//! Appointment booking form
//!
//! Form state only; nothing is persisted or submitted anywhere.

use leptos::prelude::*;

const SPECIALISTS: [&str; 3] = ["Neurologist", "Radiologist", "Neurosurgeon"];
const TIME_SLOTS: [&str; 6] = [
    "9:00 AM", "10:00 AM", "11:00 AM", "2:00 PM", "3:00 PM", "4:00 PM",
];

#[component]
pub fn AppointmentsPage() -> impl IntoView {
    let (booked, set_booked) = signal(false);

    view! {
        <div class="appointments">
            <h1>"Book an Appointment"</h1>

            <div class="form-grid">
                <div class="card">
                    <div class="form-group">
                        <label for="name">"Full Name"</label>
                        <input type="text" id="name" placeholder="Enter your full name" />
                    </div>
                    <div class="form-group">
                        <label for="email">"Email"</label>
                        <input type="email" id="email" placeholder="Enter your email" />
                    </div>
                    <div class="form-group">
                        <label for="phone">"Phone Number"</label>
                        <input type="text" id="phone" placeholder="Enter your phone number" />
                    </div>
                    <div class="form-group">
                        <label for="specialist">"Specialist"</label>
                        <select id="specialist">
                            {SPECIALISTS
                                .iter()
                                .map(|s| view! { <option>{*s}</option> })
                                .collect_view()}
                        </select>
                    </div>
                </div>

                <div class="card">
                    <div class="form-group">
                        <label for="date">"Select Date"</label>
                        <input type="date" id="date" />
                    </div>
                    <div class="form-group">
                        <label for="time">"Preferred Time"</label>
                        <select id="time">
                            {TIME_SLOTS
                                .iter()
                                .map(|t| view! { <option>{*t}</option> })
                                .collect_view()}
                        </select>
                    </div>
                    <button
                        class="btn btn-primary btn-block"
                        on:click=move |_| set_booked.set(true)
                    >
                        "Book Appointment"
                    </button>
                    <Show when=move || booked.get()>
                        <p class="text-muted">"Appointment requested. We will be in touch."</p>
                    </Show>
                </div>
            </div>
        </div>
    }
}
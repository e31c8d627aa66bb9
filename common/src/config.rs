//! Backend endpoint configuration
//!
//! Injected into the HTTP client at construction instead of being read
//! from ambient state, so tests can point a session at a mock endpoint.

use serde::{Deserialize, Serialize};

/// Default when no override is provided at build time.
pub const DEFAULT_BACKEND_URL: &str = "http://localhost:5000";

/// Base URL of the prediction/suggestions backend.
#[derive(Debug, Clone, PartialEq, Eq, Serialize, Deserialize)]
pub struct BackendConfig {
    pub base_url: String,
}

impl Default for BackendConfig {
    fn default() -> Self {
        Self::new(DEFAULT_BACKEND_URL)
    }
}

impl BackendConfig {
    pub fn new(base_url: impl Into<String>) -> Self {
        let mut base_url: String = base_url.into();
        while base_url.ends_with('/') {
            base_url.pop();
        }
        Self { base_url }
    }

    pub fn predict_url(&self) -> String {
        format!("{}/predict", self.base_url)
    }

    pub fn suggestions_url(&self) -> String {
        format!("{}/suggestions", self.base_url)
    }
}

#[cfg(test)]
mod tests {
    use super::*;

    #[test]
    fn test_default_base_url() {
        let config = BackendConfig::default();
        assert_eq!(config.base_url, "http://localhost:5000");
    }

    #[test]
    fn test_endpoint_urls() {
        let config = BackendConfig::new("http://api.example.com");
        assert_eq!(config.predict_url(), "http://api.example.com/predict");
        assert_eq!(config.suggestions_url(), "http://api.example.com/suggestions");
    }

    #[test]
    fn test_trailing_slash_trimmed() {
        let config = BackendConfig::new("http://localhost:5000/");
        assert_eq!(config.predict_url(), "http://localhost:5000/predict");
    }
}
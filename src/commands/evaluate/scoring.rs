use std::collections::BTreeMap;

use serde::Serialize;
use tracing::debug;

use crate::model::{ScoredRecord, tier_of};
use crate::semantic::cosine_similarity;
use crate::services::{EmbeddingClient, ServiceError, ServiceResult};

pub(crate) const EMPTY_GT_SENTINEL: &str = "[EMPTY_GT_SQL]";
pub(crate) const EMPTY_GEN_SENTINEL: &str = "[EMPTY_GEN_SQL]";

/// Tiers reported even when no record falls into them.
pub(crate) const REPORTED_TIERS: [&str; 6] = ["L0", "L1", "L2", "L3", "L4", "L5"];

#[derive(Debug, Clone, PartialEq)]
pub(crate) struct EvaluationPair {
    pub(crate) tier: String,
    pub(crate) gt_sql: String,
    pub(crate) generated_sql: String,
}

#[derive(Debug, Clone, PartialEq, Serialize)]
pub(crate) struct TierMean {
    pub(crate) tier: String,
    pub(crate) count: usize,
    pub(crate) mean: Option<f64>,
}

#[derive(Debug, Clone, PartialEq, Serialize)]
pub(crate) struct BackendReport {
    pub(crate) backend: String,
    pub(crate) pair_count: usize,
    pub(crate) tiers: Vec<TierMean>,
}

pub(crate) fn prepare_pairs(records: &[ScoredRecord]) -> Vec<EvaluationPair> {
    records
        .iter()
        .map(|record| EvaluationPair {
            tier: tier_of(&record.id).to_string(),
            gt_sql: substitute_empty(record.gt_sql.as_deref(), EMPTY_GT_SENTINEL),
            generated_sql: substitute_empty(record.generated_sql.as_deref(), EMPTY_GEN_SENTINEL),
        })
        .collect()
}

fn substitute_empty(value: Option<&str>, sentinel: &str) -> String {
    match value {
        Some(text) if !text.trim().is_empty() => text.to_string(),
        _ => sentinel.to_string(),
    }
}

/// Cosine similarity per pair, in input order. Each batch embeds the
/// ground-truth side and the generated side as two requests.
pub(crate) fn score_pairs(
    embedder: &dyn EmbeddingClient,
    pairs: &[EvaluationPair],
    batch_size: usize,
) -> ServiceResult<Vec<f64>> {
    let mut scores = Vec::<f64>::with_capacity(pairs.len());

    for (batch_index, batch) in pairs.chunks(batch_size.max(1)).enumerate() {
        let gt_texts = batch
            .iter()
            .map(|pair| pair.gt_sql.as_str())
            .collect::<Vec<&str>>();
        let generated_texts = batch
            .iter()
            .map(|pair| pair.generated_sql.as_str())
            .collect::<Vec<&str>>();

        let gt_embeddings = embedder.embed_batch(&gt_texts)?;
        let generated_embeddings = embedder.embed_batch(&generated_texts)?;
        if gt_embeddings.len() != batch.len() || generated_embeddings.len() != batch.len() {
            return Err(ServiceError::InvalidResponse {
                service: "embedding",
                message: format!(
                    "expected {} embeddings per side, got {} and {}",
                    batch.len(),
                    gt_embeddings.len(),
                    generated_embeddings.len()
                ),
            });
        }

        scores.extend(
            gt_embeddings
                .iter()
                .zip(&generated_embeddings)
                .map(|(gt, generated)| cosine_similarity(gt, generated)),
        );
        debug!(
            backend = embedder.model_id(),
            batch = batch_index,
            scored = scores.len(),
            "evaluation batch scored"
        );
    }

    Ok(scores)
}

#[derive(Debug, Default)]
pub(crate) struct TierAccumulator {
    buckets: BTreeMap<String, Vec<f64>>,
}

impl TierAccumulator {
    pub(crate) fn record(&mut self, tier: &str, score: f64) {
        self.buckets.entry(tier.to_string()).or_default().push(score);
    }

    /// The fixed `L0`..`L5` tiers first, then any other observed tier in
    /// lexical order.
    pub(crate) fn means(&self) -> Vec<TierMean> {
        let mut tiers = REPORTED_TIERS
            .iter()
            .map(|tier| tier.to_string())
            .collect::<Vec<String>>();
        tiers.extend(
            self.buckets
                .keys()
                .filter(|tier| !REPORTED_TIERS.contains(&tier.as_str()))
                .cloned(),
        );

        tiers
            .into_iter()
            .map(|tier| {
                let scores = self.buckets.get(&tier).map(Vec::as_slice).unwrap_or(&[]);
                TierMean {
                    count: scores.len(),
                    mean: mean(scores),
                    tier,
                }
            })
            .collect()
    }
}

fn mean(values: &[f64]) -> Option<f64> {
    if values.is_empty() {
        return None;
    }
    Some(values.iter().sum::<f64>() / values.len() as f64)
}

pub(crate) fn evaluate_backend(
    embedder: &dyn EmbeddingClient,
    pairs: &[EvaluationPair],
    batch_size: usize,
) -> ServiceResult<BackendReport> {
    let scores = score_pairs(embedder, pairs, batch_size)?;
    let mut accumulator = TierAccumulator::default();
    for (pair, score) in pairs.iter().zip(scores) {
        accumulator.record(&pair.tier, score);
    }

    Ok(BackendReport {
        backend: embedder.model_id().to_string(),
        pair_count: pairs.len(),
        tiers: accumulator.means(),
    })
}

/// Scores every record under each backend independently.
pub(crate) fn evaluate(
    records: &[ScoredRecord],
    backends: &[&dyn EmbeddingClient],
    batch_size: usize,
) -> ServiceResult<Vec<BackendReport>> {
    let pairs = prepare_pairs(records);
    backends
        .iter()
        .map(|embedder| evaluate_backend(*embedder, &pairs, batch_size))
        .collect()
}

· · · ·

_WORK ORDER_
Find every line in the listing that holds the string "placeholder", then say how many there are as a bare number.

_YOUR SOLUTION_
3